A nova rodada do Campeonato Brasileiro começa nesta quarta-feira e será encerrada na quinta, com o duelo entre Juventude e São Paulo no Alfredo Jaconi. Serão sete jogos ao todo, mas o que realmente marca essa rodada são os bastidores quentes, recheados de crises, polêmicas e pressão sobre clubes, jogadores e comissões técnicas.
Em São Paulo, o clima no Corinthians é de tensão total. O alvinegro recebe o líder Cruzeiro na Neo Química Arena precisando mais do que nunca de um bom resultado. Dorival Júnior está por um fio no comando técnico e a derrota no clássico contra o São Paulo, somada ao desempenho fraco do time, aumentou a pressão. O atacante Memphis, principal contratação do clube na temporada, foi substituído ainda no intervalo do Majestoso e virou alvo da torcida. Criticado pela postura apática em campo e pelo alto custo aos cofres corintianos, o jogador representa hoje o símbolo de uma equipe sem confiança e sem rumo.

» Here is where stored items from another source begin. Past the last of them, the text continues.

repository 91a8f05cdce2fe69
use crate::error::SchoolError;
use serde_json::json;

pub fn ok(id: &str, result: serde_json::Value) -> serde_json::Value {
    json!({
        "id": id,
        "ok": true,
        "result": result
    })
}

pub fn err(
    id: &str,
    code: &str,
    message: impl Into<String>,
    details: Option<serde_json::Value>,
) -> serde_json::Value {
    let mut error = json!({
        "code": code,
        "message": message.into(),
    });
    if let Some(d) = details {
        error["details"] = d;
    }
    json!({
        "id": id,
        "ok": false,
        "error": error,
    })
}

/// Failure of a single handler, rendered into an error response by the caller.
#[derive(Debug)]
pub struct HandlerErr {
    pub code: &'static str,
    pub message: String,
    pub details: Option<serde_json::Value>,
}

impl HandlerErr {
    pub fn bad_params(message: impl Into<String>) -> Self {
        HandlerErr {
            code: "bad_params",
            message: message.into(),
            details: None,
        }
    }

    pub fn response(self, id: &str) -> serde_json::Value {
        err(id, self.code, self.message, self.details)
    }
}

impl From<SchoolError> for HandlerErr {
    fn from(e: SchoolError) -> Self {
        match e {
            SchoolError::NotFound { entity, key } => HandlerErr {
                code: "not_found",
                message: format!("{} not found", entity),
                details: Some(json!({ "entity": entity, "key": key })),
            },
            SchoolError::Conflict(kind) => HandlerErr {
                code: "conflict",
                message: kind.to_string(),
                details: Some(json!({ "kind": kind.code() })),
            },
            SchoolError::InvalidInput(message) => HandlerErr::bad_params(message),
            SchoolError::Db(e) => HandlerErr {
                code: "db_query_failed",
                message: e.to_string(),
                details: None,
            },
        }
    }
}

impl From<rusqlite::Error> for HandlerErr {
    fn from(e: rusqlite::Error) -> Self {
        SchoolError::Db(e).into()
    }
}
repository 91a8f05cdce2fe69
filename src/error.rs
use std::fmt;

/// Which uniqueness rule a write ran into.
#[derive(Debug, Clone, Copy, PartialEq, Eq)]
pub enum ConflictKind {
    /// The teacher already holds the same day/period in another class.
    TeacherDoubleBooked,
    /// The class already has a subject in that day/period.
    DuplicateSlot,
    /// The class already has a teacher for that subject.
    DuplicateAssignment,
    /// An activity with that name is already on that date.
    DuplicateActivity,
    /// The teacher is already linked to that class.
    DuplicateClassTeacher,
    /// The teacher's salary for that month is already recorded.
    DuplicateSalary,
}

impl ConflictKind {
    pub fn code(self) -> &'static str {
        match self {
            Self::TeacherDoubleBooked => "teacher_conflict",
            Self::DuplicateSlot => "duplicate_slot",
            Self::DuplicateAssignment => "duplicate_assignment",
            Self::DuplicateActivity => "duplicate_activity",
            Self::DuplicateClassTeacher => "duplicate_class_teacher",
            Self::DuplicateSalary => "duplicate_salary",
        }
    }
}

impl fmt::Display for ConflictKind {
    fn fmt(&self, f: &mut fmt::Formatter<'_>) -> fmt::Result {
        let msg = match self {
            Self::TeacherDoubleBooked => "teacher is already assigned to another class at this time",
            Self::DuplicateSlot => "this class already has a subject scheduled for this day and period",
            Self::DuplicateAssignment => "this subject is already assigned for this class",
            Self::DuplicateActivity => "an activity with this name already exists on this date",
            Self::DuplicateClassTeacher => "this teacher is already assigned to this class",
            Self::DuplicateSalary => "salary for this month is already recorded",
        };
        f.write_str(msg)
    }
}

#[derive(Debug, thiserror::Error)]
pub enum SchoolError {
    #[error("{entity} not found: {key}")]
    NotFound { entity: &'static str, key: String },

    #[error("{0}")]
    Conflict(ConflictKind),

    #[error("{0}")]
    InvalidInput(String),

    #[error(transparent)]
    Db(#[from] rusqlite::Error),
}

impl SchoolError {
    pub fn not_found(entity: &'static str, key: impl fmt::Display) -> Self {
        Self::NotFound {
            entity,
            key: key.to_string(),
        }
    }

    pub fn invalid(message: impl Into<String>) -> Self {
        Self::InvalidInput(message.into())
    }
}

pub type SchoolResult<T> = Result<T, SchoolError>;

/// True when `e` is SQLite rejecting a UNIQUE/PRIMARY KEY constraint.
pub fn is_unique_violation(e: &rusqlite::Error) -> bool {
    match e {
        rusqlite::Error::SqliteFailure(err, _) => {
            err.code == rusqlite::ErrorCode::ConstraintViolation
                && matches!(
                    err.extended_code,
                    rusqlite::ffi::SQLITE_CONSTRAINT_UNIQUE
                        | rusqlite::ffi::SQLITE_CONSTRAINT_PRIMARYKEY
                )
        }
        _ => false,
    }
}

/// Map a failed write to `Conflict(kind)` when a uniqueness rule rejected it.
pub fn conflict_on_unique(kind: ConflictKind) -> impl Fn(rusqlite::Error) -> SchoolError {
    move |e| {
        if is_unique_violation(&e) {
            SchoolError::Conflict(kind)
        } else {
            SchoolError::Db(e)
        }
    }
}
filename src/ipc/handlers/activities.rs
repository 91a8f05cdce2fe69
use crate::activities::{self, ActivityInput};
use crate::error::SchoolError;
use crate::ipc::error::HandlerErr;
use crate::ipc::helpers::{
    get_optional_date, get_optional_str, get_required_i64, get_required_str, with_conn, HandlerFn,
};
use crate::ipc::types::{AppState, Request};
use crate::validate;
use rusqlite::Connection;
use serde_json::{json, Value};

fn activity_input(params: &Value) -> Result<ActivityInput, HandlerErr> {
    Ok(ActivityInput {
        activity: get_required_str(params, "activity")?,
        date: validate::parse_date(&get_required_str(params, "date")?, "date")?,
        description: get_optional_str(params, "description")?,
    })
}

fn activities_create(conn: &Connection, params: &Value) -> Result<Value, HandlerErr> {
    let a = activities::create_activity(conn, &activity_input(params)?)?;
    Ok(json!({ "activity": a }))
}

fn activities_update(conn: &Connection, params: &Value) -> Result<Value, HandlerErr> {
    let activity_id = get_required_i64(params, "activityId")?;
    let a = activities::update_activity(conn, activity_id, &activity_input(params)?)?;
    Ok(json!({ "activity": a }))
}

fn activities_get(conn: &Connection, params: &Value) -> Result<Value, HandlerErr> {
    let activity_id = get_required_i64(params, "activityId")?;
    let a = activities::get_activity(conn, activity_id)?
        .ok_or_else(|| SchoolError::not_found("activity", activity_id))?;
    Ok(json!({ "activity": a }))
}

fn activities_list(conn: &Connection, params: &Value) -> Result<Value, HandlerErr> {
    let from = get_optional_date(params, "from")?;
    let to = get_optional_date(params, "to")?;
    Ok(json!({ "activities": activities::list_activities(conn, from, to)? }))
}

pub fn try_handle(state: &mut AppState, req: &Request) -> Option<Value> {
    let f: HandlerFn = match req.method.as_str() {
        "activities.create" => activities_create,
        "activities.update" => activities_update,
        "activities.get" => activities_get,
        "activities.list" => activities_list,
        _ => return None,
    };
    Some(with_conn(state, req, f))
}
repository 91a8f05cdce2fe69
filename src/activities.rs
//! School calendar activities.

use crate::error::{conflict_on_unique, ConflictKind, SchoolError, SchoolResult};
use crate::model::Activity;
use crate::validate;
use chrono::NaiveDate;
use rusqlite::{Connection, OptionalExtension, Row};

#[derive(Debug, Clone)]
pub struct ActivityInput {
    pub activity: String,
    pub date: NaiveDate,
    pub description: Option<String>,
}

fn activity_from_row(r: &Row<'_>) -> rusqlite::Result<Activity> {
    Ok(Activity {
        id: r.get(0)?,
        activity: r.get(1)?,
        date: r.get(2)?,
        description: r.get(3)?,
    })
}

pub fn create_activity(conn: &Connection, input: &ActivityInput) -> SchoolResult<Activity> {
    let name = validate::activity_name(&input.activity)?;
    let description = validate::optional_text(input.description.as_deref());
    conn.execute(
        "INSERT INTO activities(activity, date, description) VALUES(?, ?, ?)",
        (&name, input.date, &description),
    )
    .map_err(conflict_on_unique(ConflictKind::DuplicateActivity))?;
    let id = conn.last_insert_rowid();
    tracing::info!(id, activity = %name, date = %input.date, "activity created");
    Ok(Activity {
        id,
        activity: name,
        date: input.date,
        description,
    })
}

pub fn update_activity(conn: &Connection, activity_id: i64, input: &ActivityInput) -> SchoolResult<Activity> {
    let name = validate::activity_name(&input.activity)?;
    let description = validate::optional_text(input.description.as_deref());
    let changed = conn
        .execute(
            "UPDATE activities SET activity = ?, date = ?, description = ? WHERE id = ?",
            (&name, input.date, &description, activity_id),
        )
        .map_err(conflict_on_unique(ConflictKind::DuplicateActivity))?;
    if changed == 0 {
        return Err(SchoolError::not_found("activity", activity_id));
    }
    tracing::info!(id = activity_id, "activity updated");
    Ok(Activity {
        id: activity_id,
        activity: name,
        date: input.date,
        description,
    })
}

pub fn get_activity(conn: &Connection, activity_id: i64) -> SchoolResult<Option<Activity>> {
    let row = conn
        .query_row(
            "SELECT id, activity, date, description FROM activities WHERE id = ?",
            [activity_id],
            activity_from_row,
        )
        .optional()?;
    Ok(row)
}

/// Newest first, optionally bounded by an inclusive date range.
pub fn list_activities(
    conn: &Connection,
    from: Option<NaiveDate>,
    to: Option<NaiveDate>,
) -> SchoolResult<Vec<Activity>> {
    let mut stmt = conn.prepare(
        "SELECT id, activity, date, description FROM activities
         WHERE (?1 IS NULL OR date >= ?1) AND (?2 IS NULL OR date <= ?2)
         ORDER BY date DESC, id DESC",
    )?;
    let rows = stmt
        .query_map((from, to), activity_from_row)?
        .collect::<Result<Vec<_>, _>>()?;
    Ok(rows)
}

#[cfg(test)]
mod tests {
    use super::*;
    use crate::db::test_conn;

    fn input(name: &str, month: u32, day: u32) -> ActivityInput {
        ActivityInput {
            activity: name.to_string(),
            date: NaiveDate::from_ymd_opt(2026, month, day).unwrap(),
            description: Some("  ".to_string()),
        }
    }

    #[test]
    fn same_name_on_the_same_day_is_a_conflict() {
        let conn = test_conn();
        let a = create_activity(&conn, &input("Sports day", 3, 6)).unwrap();
        assert_eq!(a.description, None);
        assert!(matches!(
            create_activity(&conn, &input(" Sports day ", 3, 6)),
            Err(SchoolError::Conflict(ConflictKind::DuplicateActivity))
        ));
        create_activity(&conn, &input("Sports day", 3, 7)).unwrap();
        assert!(matches!(
            create_activity(&conn, &input("X", 3, 8)),
            Err(SchoolError::InvalidInput(_))
        ));
    }

    #[test]
    fn update_and_list_newest_first() {
        let conn = test_conn();
        let a = create_activity(&conn, &input("Open day", 2, 1)).unwrap();
        let b = create_activity(&conn, &input("Cleanup", 4, 10)).unwrap();
        create_activity(&conn, &input("Debate", 3, 15)).unwrap();

        let moved = update_activity(&conn, a.id, &input("Open day", 5, 1)).unwrap();
        assert_eq!(get_activity(&conn, a.id).unwrap(), Some(moved));
        assert!(matches!(
            update_activity(&conn, b.id, &input("Open day", 5, 1)),
            Err(SchoolError::Conflict(ConflictKind::DuplicateActivity))
        ));
        assert!(matches!(
            update_activity(&conn, 999, &input("Ghost", 5, 1)),
            Err(SchoolError::NotFound { .. })
        ));

        let names: Vec<String> = list_activities(&conn, None, None)
            .unwrap()
            .into_iter()
            .map(|a| a.activity)
            .collect();
        assert_eq!(names, ["Open day", "Cleanup", "Debate"]);
        let march_to_april = list_activities(
            &conn,
            NaiveDate::from_ymd_opt(2026, 3, 1),
            NaiveDate::from_ymd_opt(2026, 4, 30),
        )
        .unwrap();
        assert_eq!(march_to_april.len(), 2);
    }
}
use crate::error::{SchoolError, SchoolResult};
use crate::model::{Student, Teacher, TeacherId};
use crate::validate;
use chrono::NaiveDate;
use rusqlite::{Connection, OptionalExtension, Row};
use serde::Deserialize;
use uuid::Uuid;

#[derive(Debug, Clone, Deserialize)]
#[serde(rename_all = "camelCase")]
pub struct StudentInput {
    pub first_name: String,
    #[serde(default)]
    pub middle_name: Option<String>,
    pub surname: String,
    pub class_name: String,
    pub dob: NaiveDate,
    pub gender: String,
    pub residence: String,
    #[serde(default)]
    pub guardian_name: Option<String>,
    #[serde(default)]
    pub guardian_phone: Option<String>,
    #[serde(default)]
    pub insurance_number: Option<String>,
    #[serde(default)]
    pub has_medical_condition: bool,
    #[serde(default)]
    pub medical_details: Option<String>,
}

/// Field values after trimming and validation, ready to bind.
struct CleanStudent {
    first_name: String,
    middle_name: Option<String>,
    surname: String,
    class_name: String,
    dob: NaiveDate,
    gender: String,
    residence: String,
    guardian_name: Option<String>,
    guardian_phone: Option<String>,
    insurance_number: Option<String>,
    medical_details: Option<String>,
}

fn clean_student(input: &StudentInput, today: NaiveDate) -> SchoolResult<CleanStudent> {
    let first_name = validate::name_part(&input.first_name, "first name")?;
    let middle_name = validate::optional_text(input.middle_name.as_deref());
    if let Some(m) = middle_name.as_deref() {
        validate::name_part(m, "middle name")?;
    }
    let surname = validate::name_part(&input.surname, "surname")?;
    let class_name = validate::class_name(&input.class_name)?;
    let dob = validate::student_dob(input.dob, today)?;
    let gender = input.gender.trim().to_string();
    if !validate::GENDERS.contains(&gender.as_str()) {
        return Err(SchoolError::invalid("gender must be Male, Female or Other"));
    }
    let residence = input.residence.trim().to_string();
    if residence.is_empty() {
        return Err(SchoolError::invalid("residence required"));
    }
    let guardian_name = validate::optional_text(input.guardian_name.as_deref());
    if let Some(g) = guardian_name.as_deref() {
        validate::name_part(g, "guardian name")?;
    }
    let guardian_phone = validate::optional_text(input.guardian_phone.as_deref());
    if guardian_phone.as_deref().is_some_and(|p| !validate::is_valid_phone(p)) {
        return Err(SchoolError::invalid("invalid guardian phone"));
    }
    let insurance_number = validate::optional_text(input.insurance_number.as_deref());
    if insurance_number
        .as_deref()
        .is_some_and(|n| !validate::is_valid_insurance_number(n))
    {
        return Err(SchoolError::invalid("invalid insurance number"));
    }
    let medical_details = if input.has_medical_condition {
        let d = validate::optional_text(input.medical_details.as_deref());
        if d.is_none() {
            return Err(SchoolError::invalid(
                "medical details required if condition exists",
            ));
        }
        d
    } else {
        None
    };
    Ok(CleanStudent {
        first_name,
        middle_name,
        surname,
        class_name,
        dob,
        gender,
        residence,
        guardian_name,
        guardian_phone,
        insurance_number,
        medical_details,
    })
}

const STUDENT_COLUMNS: &str = "id, first_name, middle_name, surname, class_name, dob, gender,
     residence, guardian_name, guardian_phone, insurance_number, medical_details, registered_on,
     updated_at";

fn student_from_row(r: &Row<'_>) -> rusqlite::Result<Student> {
    Ok(Student {
        id: r.get(0)?,
        first_name: r.get(1)?,
        middle_name: r.get(2)?,
        surname: r.get(3)?,
        class_name: r.get(4)?,
        dob: r.get(5)?,
        gender: r.get(6)?,
        residence: r.get(7)?,
        guardian_name: r.get(8)?,
        guardian_phone: r.get(9)?,
        insurance_number: r.get(10)?,
        medical_details: r.get(11)?,
        registered_on: r.get(12)?,
        updated_at: r.get(13)?,
    })
}

pub fn create_student(conn: &Connection, input: &StudentInput, today: NaiveDate) -> SchoolResult<Student> {
    let s = clean_student(input, today)?;
    let id = Uuid::new_v4().to_string();
    conn.execute(
        "INSERT INTO students(
           id, first_name, middle_name, surname, class_name, dob, gender, residence,
           guardian_name, guardian_phone, insurance_number, medical_details, registered_on)
         VALUES(?, ?, ?, ?, ?, ?, ?, ?, ?, ?, ?, ?, ?)",
        rusqlite::params![
            id,
            s.first_name,
            s.middle_name,
            s.surname,
            s.class_name,
            s.dob,
            s.gender,
            s.residence,
            s.guardian_name,
            s.guardian_phone,
            s.insurance_number,
            s.medical_details,
            today,
        ],
    )?;
    tracing::info!(student_id = %id, class = %s.class_name, "student created");
    require_student(conn, &id)
}

pub fn get_student(conn: &Connection, student_id: &str) -> SchoolResult<Option<Student>> {
    let sql = format!("SELECT {} FROM students WHERE id = ?", STUDENT_COLUMNS);
    Ok(conn
        .query_row(&sql, [student_id], student_from_row)
        .optional()?)
}

pub fn require_student(conn: &Connection, student_id: &str) -> SchoolResult<Student> {
    get_student(conn, student_id)?.ok_or_else(|| SchoolError::not_found("student", student_id))
}

pub fn list_students(conn: &Connection, class_name: Option<&str>) -> SchoolResult<Vec<Student>> {
    let sql = format!(
        "SELECT {} FROM students
         WHERE (?1 IS NULL OR class_name = ?1)
         ORDER BY class_name, surname, first_name",
        STUDENT_COLUMNS
    );
    let mut stmt = conn.prepare(&sql)?;
    let rows = stmt
        .query_map([class_name], student_from_row)?
        .collect::<Result<Vec<_>, _>>()?;
    Ok(rows)
}

/// Overwrite a student's profile. The id is stable, so renames touch one row.
pub fn update_student(
    conn: &Connection,
    student_id: &str,
    input: &StudentInput,
    today: NaiveDate,
) -> SchoolResult<Student> {
    let s = clean_student(input, today)?;
    let changed = conn.execute(
        "UPDATE students SET
           first_name = ?, middle_name = ?, surname = ?, class_name = ?, dob = ?, gender = ?,
           residence = ?, guardian_name = ?, guardian_phone = ?, insurance_number = ?,
           medical_details = ?, updated_at = datetime('now')
         WHERE id = ?",
        rusqlite::params![
            s.first_name,
            s.middle_name,
            s.surname,
            s.class_name,
            s.dob,
            s.gender,
            s.residence,
            s.guardian_name,
            s.guardian_phone,
            s.insurance_number,
            s.medical_details,
            student_id,
        ],
    )?;
    if changed == 0 {
        return Err(SchoolError::not_found("student", student_id));
    }
    tracing::info!(student_id, "student updated");
    require_student(conn, student_id)
}

/// Remove a student; their fee records go with them.
pub fn delete_student(conn: &Connection, student_id: &str) -> SchoolResult<()> {
    let changed = conn.execute("DELETE FROM students WHERE id = ?", [student_id])?;
    if changed == 0 {
        return Err(SchoolError::not_found("student", student_id));
    }
    tracing::info!(student_id, "student deleted");
    Ok(())
}

/// Students and teachers matching a free-text dashboard query.
#[derive(Debug, Clone, Default)]
pub struct ProfileMatches {
    pub students: Vec<Student>,
    pub teachers: Vec<Teacher>,
}

/// `%q%` for LIKE, with the wildcard characters in `q` escaped by `\`.
fn like_pattern(q: &str) -> String {
    let mut out = String::with_capacity(q.len() + 2);
    out.push('%');
    for c in q.chars() {
        if matches!(c, '%' | '_' | '\\') {
            out.push('\\');
        }
        out.push(c);
    }
    out.push('%');
    out
}

fn query_students(conn: &Connection, filter: &str, arg: &str) -> SchoolResult<Vec<Student>> {
    let sql = format!(
        "SELECT {} FROM students WHERE {} ORDER BY class_name, surname, first_name",
        STUDENT_COLUMNS, filter
    );
    let mut stmt = conn.prepare(&sql)?;
    let rows = stmt
        .query_map([arg], student_from_row)?
        .collect::<Result<Vec<_>, _>>()?;
    Ok(rows)
}

/// Look students up by exact first name, falling back to a case-insensitive
/// substring of the full name. Teachers match by id when the query is a
/// number, otherwise by name substring.
pub fn search_profiles(conn: &Connection, query: &str) -> SchoolResult<ProfileMatches> {
    let q = query.trim();
    if q.is_empty() {
        return Err(SchoolError::invalid("search query required"));
    }

    let mut students = query_students(conn, "first_name = ?1", q)?;
    if students.is_empty() {
        students = query_students(
            conn,
            "(first_name || ' ' || COALESCE(middle_name || ' ', '') || surname) LIKE ?1 ESCAPE '\\'",
            &like_pattern(q),
        )?;
    }

    let teachers = match q.parse::<TeacherId>() {
        Ok(id) => get_teacher(conn, id)?.into_iter().collect(),
        Err(_) => {
            let mut stmt = conn.prepare(
                "SELECT id, name, subject, email, phone FROM teachers
                 WHERE name LIKE ?1 ESCAPE '\\'
                 ORDER BY id",
            )?;
            let rows = stmt
                .query_map([like_pattern(q)], teacher_from_row)?
                .collect::<Result<Vec<_>, _>>()?;
            rows
        }
    };
    tracing::debug!(query = q, students = students.len(), teachers = teachers.len(), "profile search");
    Ok(ProfileMatches { students, teachers })
}

#[derive(Debug, Clone, Deserialize)]
#[serde(rename_all = "camelCase")]
pub struct TeacherInput {
    pub name: String,
    pub subject: String,
    pub email: String,
    pub phone: String,
}

fn clean_teacher(input: &TeacherInput) -> SchoolResult<TeacherInput> {
    let name = validate::name_part(&input.name, "name")?;
    let subject = validate::subject(&input.subject)?;
    let email = input.email.trim().to_string();
    if !validate::is_valid_email(&email) {
        return Err(SchoolError::invalid("invalid email"));
    }
    let phone = input.phone.trim().to_string();
    if !validate::is_valid_phone(&phone) {
        return Err(SchoolError::invalid("invalid phone"));
    }
    Ok(TeacherInput {
        name,
        subject,
        email,
        phone,
    })
}

fn teacher_from_row(r: &Row<'_>) -> rusqlite::Result<Teacher> {
    Ok(Teacher {
        id: r.get(0)?,
        name: r.get(1)?,
        subject: r.get(2)?,
        email: r.get(3)?,
        phone: r.get(4)?,
    })
}

pub fn create_teacher(conn: &Connection, input: &TeacherInput) -> SchoolResult<Teacher> {
    let t = clean_teacher(input)?;
    conn.execute(
        "INSERT INTO teachers(name, subject, email, phone) VALUES(?, ?, ?, ?)",
        (&t.name, &t.subject, &t.email, &t.phone),
    )?;
    let id = conn.last_insert_rowid();
    tracing::info!(teacher_id = id, "teacher created");
    Ok(Teacher {
        id,
        name: t.name,
        subject: t.subject,
        email: t.email,
        phone: t.phone,
    })
}

pub fn get_teacher(conn: &Connection, teacher_id: TeacherId) -> SchoolResult<Option<Teacher>> {
    Ok(conn
        .query_row(
            "SELECT id, name, subject, email, phone FROM teachers WHERE id = ?",
            [teacher_id],
            teacher_from_row,
        )
        .optional()?)
}

pub fn require_teacher(conn: &Connection, teacher_id: TeacherId) -> SchoolResult<Teacher> {
    get_teacher(conn, teacher_id)?.ok_or_else(|| SchoolError::not_found("teacher", teacher_id))
}

pub fn list_teachers(conn: &Connection) -> SchoolResult<Vec<Teacher>> {
    let mut stmt =
        conn.prepare("SELECT id, name, subject, email, phone FROM teachers ORDER BY id")?;
    let rows = stmt
        .query_map([], teacher_from_row)?
        .collect::<Result<Vec<_>, _>>()?;
    Ok(rows)
}

pub fn update_teacher(conn: &Connection, teacher_id: TeacherId, input: &TeacherInput) -> SchoolResult<Teacher> {
    let t = clean_teacher(input)?;
    let changed = conn.execute(
        "UPDATE teachers SET name = ?, subject = ?, email = ?, phone = ? WHERE id = ?",
        (&t.name, &t.subject, &t.email, &t.phone, teacher_id),
    )?;
    if changed == 0 {
        return Err(SchoolError::not_found("teacher", teacher_id));
    }
    Ok(Teacher {
        id: teacher_id,
        name: t.name,
        subject: t.subject,
        email: t.email,
        phone: t.phone,
    })
}
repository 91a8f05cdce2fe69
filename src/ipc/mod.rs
mod error;
mod handlers;
mod helpers;
mod router;
mod types;

pub use handlers::core::open_workspace;
pub use router::handle_request;
pub use types::{AppState, Request};
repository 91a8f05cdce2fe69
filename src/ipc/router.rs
use super::handlers;
use super::types::{AppState, Request};
use crate::ipc::error::err;

type TryHandle = fn(&mut AppState, &Request) -> Option<serde_json::Value>;

const FAMILIES: &[TryHandle] = &[
    handlers::core::try_handle,
    handlers::students::try_handle,
    handlers::teachers::try_handle,
    handlers::timetable::try_handle,
    handlers::fees::try_handle,
    handlers::attendance::try_handle,
    handlers::results::try_handle,
    handlers::activities::try_handle,
    handlers::payroll::try_handle,
    handlers::backup::try_handle,
];

pub fn handle_request(state: &mut AppState, req: Request) -> serde_json::Value {
    tracing::debug!(id = %req.id, method = %req.method, "dispatch");
    for try_handle in FAMILIES {
        if let Some(resp) = try_handle(state, &req) {
            return resp;
        }
    }

    err(
        &req.id,
        "not_implemented",
        format!("unknown method: {}", req.method),
        None,
    )
}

Na Baixada, o Santos vive um momento de euforia com Neymar fazendo seu terceiro jogo consecutivo, desta vez contra o Internacional, na Vila Belmiro. A expectativa é de bom público, mas a empolgação precisa vir acompanhada de resultado. O time ainda busca estabilidade e o jogo contra o Colorado é considerado decisivo para as pretensões do clube no campeonato.
Fora das quatro linhas, o futebol brasileiro parece viver uma rodada ainda mais intensa. Em Belo Horizonte, jogadores do Atlético Mineiro ameaçam sair por conta de atrasos salariais. O clima esquentou nos corredores da Cidade do Galo, e há relatos de reuniões tensas com a diretoria. No Rio, o Flamengo também tem seus problemas: a polêmica da semana envolveu o meia De La Cruz, após o vazamento de informações médicas confidenciais. O vazamento caiu como uma bomba no Ninho do Urubu e aumentou a pressão sobre o departamento de futebol.
No Recife, o clima também é de total instabilidade. Após nova derrota, jogadores do Sport foram alvo de pressão direta de torcedores mais uma vez no centro de treinamento. Já em São Januário, o Vasco continua em ebulição. A torcida segue impaciente com a eliminação na Copa Sul-Americana e a diretoria tenta blindar o elenco, mas os resultados não ajudam. A pressão cresce a cada resultado negativo.
Essa é a cara do futebol brasileiro em 2025: talentos em campo, jogos disputados, mas bastidores frequentemente caóticos. Entre crises administrativas, vazamentos, cobranças exageradas e decisões precipitadas, o torcedor continua fiel, apaixonado — mesmo em meio ao turbilhão.